Respondendo a uma pergunta, Powell disse que o balanço patrimonial do Fed era “substancialmente maior do que precisava ser” e que “há uma quantidade substancial de encolhimento a ser feito”, mas esse encolhimento será “ordenado e previsível”.

Ele não explicou como vai aumentar os juros sem a casa cair.

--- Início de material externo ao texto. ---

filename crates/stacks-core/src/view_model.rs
//! UI-agnostic view of the active conversation
//!
//! Shared by every front end. Messages are derived from stored chat entries;
//! a question that has been sent but not yet answered is held separately as
//! the pending message so a failed send can be rolled back cleanly.

use crate::chat_log::ChatEntry;
use serde::{Deserialize, Serialize};

/// A single turn in the conversation
#[derive(Debug, Clone, PartialEq, Eq, Serialize, Deserialize)]
pub struct ChatMessage {
    pub id: String,
    pub role: ChatRole,
    pub content: String,
}

/// The role of a chat message sender
#[derive(Debug, Clone, Copy, PartialEq, Eq, Serialize, Deserialize)]
#[serde(rename_all = "lowercase")]
pub enum ChatRole {
    User,
    Assistant,
}

impl ChatMessage {
    fn question(index: usize, content: impl Into<String>) -> Self {
        Self {
            id: format!("q-{}", index),
            role: ChatRole::User,
            content: content.into(),
        }
    }

    fn answer(index: usize, content: impl Into<String>) -> Self {
        Self {
            id: format!("a-{}", index),
            role: ChatRole::Assistant,
            content: content.into(),
        }
    }
}

/// Flatten entries into alternating user/assistant turns.
///
/// Entry `i` becomes `q-{i}` then `a-{i}`, so ids stay stable between renders.
pub fn messages_from_entries(entries: &[ChatEntry]) -> Vec<ChatMessage> {
    entries
        .iter()
        .enumerate()
        .flat_map(|(i, entry)| {
            [
                ChatMessage::question(i, entry.question.as_str()),
                ChatMessage::answer(i, entry.response.as_str()),
            ]
        })
        .collect()
}

#[derive(Debug, Clone, Default, PartialEq)]
pub struct ConversationView {
    committed: Vec<ChatMessage>,
    pending: Option<ChatMessage>,
}

impl ConversationView {
    pub fn new() -> Self {
        Self::default()
    }

    pub fn from_entries(entries: &[ChatEntry]) -> Self {
        Self {
            committed: messages_from_entries(entries),
            pending: None,
        }
    }

    /// Completed exchanges shown in this view
    fn exchange_count(&self) -> usize {
        self.committed.len() / 2
    }

    /// Show a question optimistically while its answer is outstanding.
    pub fn push_pending(&mut self, question: impl Into<String>) {
        self.pending = Some(ChatMessage::question(self.exchange_count(), question));
    }

    /// Turn the pending question (or `question` if none is pending) into a
    /// committed exchange together with its answer.
    pub fn commit(&mut self, question: &str, response: &str) {
        let index = self.exchange_count();
        let asked = self
            .pending
            .take()
            .unwrap_or_else(|| ChatMessage::question(index, question));
        self.committed.push(asked);
        self.committed.push(ChatMessage::answer(index, response));
    }

    /// Drop the pending question, handing its text back.
    pub fn rollback(&mut self) -> Option<String> {
        self.pending.take().map(|m| m.content)
    }

    pub fn pending(&self) -> Option<&ChatMessage> {
        self.pending.as_ref()
    }

    /// Committed turns followed by the pending question, if any
    pub fn messages(&self) -> impl Iterator<Item = &ChatMessage> {
        self.committed.iter().chain(self.pending.iter())
    }

    pub fn len(&self) -> usize {
        self.committed.len() + usize::from(self.pending.is_some())
    }

    pub fn is_empty(&self) -> bool {
        self.len() == 0
    }
}

#[cfg(test)]
mod tests {
    use super::*;
    use chrono::Utc;

    fn entry(question: &str, response: &str) -> ChatEntry {
        ChatEntry {
            user_id: "u1".to_string(),
            session_id: "s1".to_string(),
            question: question.to_string(),
            response: response.to_string(),
            timestamp: Utc::now(),
        }
    }

    fn summary<'a>(messages: impl Iterator<Item = &'a ChatMessage>) -> Vec<(ChatRole, String)> {
        messages.map(|m| (m.role, m.content.clone())).collect()
    }

    #[test]
    fn test_entries_flatten_to_alternating_turns() {
        let entries = vec![entry("hi", "hello"), entry("bye", "goodbye")];
        let messages = messages_from_entries(&entries);

        assert_eq!(
            summary(messages.iter()),
            vec![
                (ChatRole::User, "hi".to_string()),
                (ChatRole::Assistant, "hello".to_string()),
                (ChatRole::User, "bye".to_string()),
                (ChatRole::Assistant, "goodbye".to_string()),
            ]
        );
        let ids: Vec<&str> = messages.iter().map(|m| m.id.as_str()).collect();
        assert_eq!(ids, vec!["q-0", "a-0", "q-1", "a-1"]);
    }

    #[test]
    fn test_pending_then_commit_keeps_id() {
        let mut view = ConversationView::from_entries(&[entry("hi", "hello")]);
        view.push_pending("next?");

        assert_eq!(view.len(), 3);
        assert_eq!(view.pending().map(|m| m.id.as_str()), Some("q-1"));

        view.commit("next?", "sure");
        assert!(view.pending().is_none());

        let ids: Vec<&str> = view.messages().map(|m| m.id.as_str()).collect();
        assert_eq!(ids, vec!["q-0", "a-0", "q-1", "a-1"]);
    }

    #[test]
    fn test_rollback_restores_previous_state() {
        let before = ConversationView::from_entries(&[entry("hi", "hello")]);
        let mut view = before.clone();

        view.push_pending("lost?");
        assert_eq!(view.rollback().as_deref(), Some("lost?"));
        assert_eq!(view, before);
        assert_eq!(view.rollback(), None);
    }

    #[test]
    fn test_commit_without_pending() {
        let mut view = ConversationView::new();
        assert!(view.is_empty());

        view.commit("q", "a");
        assert_eq!(
            summary(view.messages()),
            vec![
                (ChatRole::User, "q".to_string()),
                (ChatRole::Assistant, "a".to_string()),
            ]
        );
    }
}
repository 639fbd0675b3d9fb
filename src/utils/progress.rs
//! # 进度条工具
//!
//! 封装 `indicatif` 提供统一的进度条样式。
//!
//! ## 依赖关系
//! - 被 `batch/runner.rs` 使用
//! - 使用 `indicatif` crate

use indicatif::{ProgressBar, ProgressStyle};

/// 创建标准进度条
pub fn create_progress_bar(len: u64, message: &str) -> ProgressBar {
    let pb = ProgressBar::new(len);
    let style = ProgressStyle::with_template(
        "{spinner:.green} [{elapsed_precise}] [{bar:40.cyan/blue}] {pos}/{len} ({eta}) {msg}",
    )
    .unwrap_or_else(|_| ProgressStyle::default_bar())
    .progress_chars("#>-");
    pb.set_style(style);
    pb.set_message(message.to_string());
    pb
}
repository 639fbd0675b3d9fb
//! # 命令执行模块
//!
//! 实现各子命令的业务逻辑。
//!
//! ## 依赖关系
//! - 被 `main.rs` 调用
//! - 使用 `cli/`, `batch/`, `rewriter/`, `utils/`
//! - 子模块: scan, rewrite

pub mod rewrite;
pub mod scan;

use crate::batch::FileCollector;
use crate::cli::{Commands, SelectionArgs};
use crate::error::Result;

use std::path::PathBuf;

/// 执行命令
pub fn run(cmd: Commands) -> Result<()> {
    match cmd {
        Commands::Scan(args) => scan::execute(args),
        Commands::Rewrite(args) => rewrite::execute(args),
    }
}

/// 按选择参数收集文件
fn collect_files(selection: &SelectionArgs) -> Result<Vec<PathBuf>> {
    FileCollector::new(selection.input.clone())
        .with_pattern(&selection.pattern)
        .recursive(selection.recursive)
        .collect()
}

É como se dizia antigamente: se correr, o bicho pega; se ficar, o bicho come.

Treasuries

O FOMC disse ainda que planeja mudar a composição do seu balanço patrimonial, desfazendo-se dos títulos lastreados em hipotecas e incorporando mais títulos do Tesouro dos EUA, os ‘treasuries’.

O que atende às necessidades do governo federal para financiar seus enormes déficits.

A última vez que o Fed tentou executar um “duplo aperto” – aumento das taxas de juros e redução do balanço patrimonial – foi em 2018. Wall Street quase foi à lona e o Fed recuou rápido.

No final de 2019, após nova crise, agora no overnight, o Fed correu a cortar os juros e voltou a comprar títulos a rodo dos bancos e fundos encalacrados.

Na coletiva de imprensa, Powell asseverou que a normalização do balanço do Fed começaria no “momento apropriado”, mas que não havia ainda um cronograma específico, nem a questão havia sido discutida pelo FOMC.

O que levou um conhecido especulador a ironizar: “sobre o que exatamente eles falam quando se encontram, esportes?”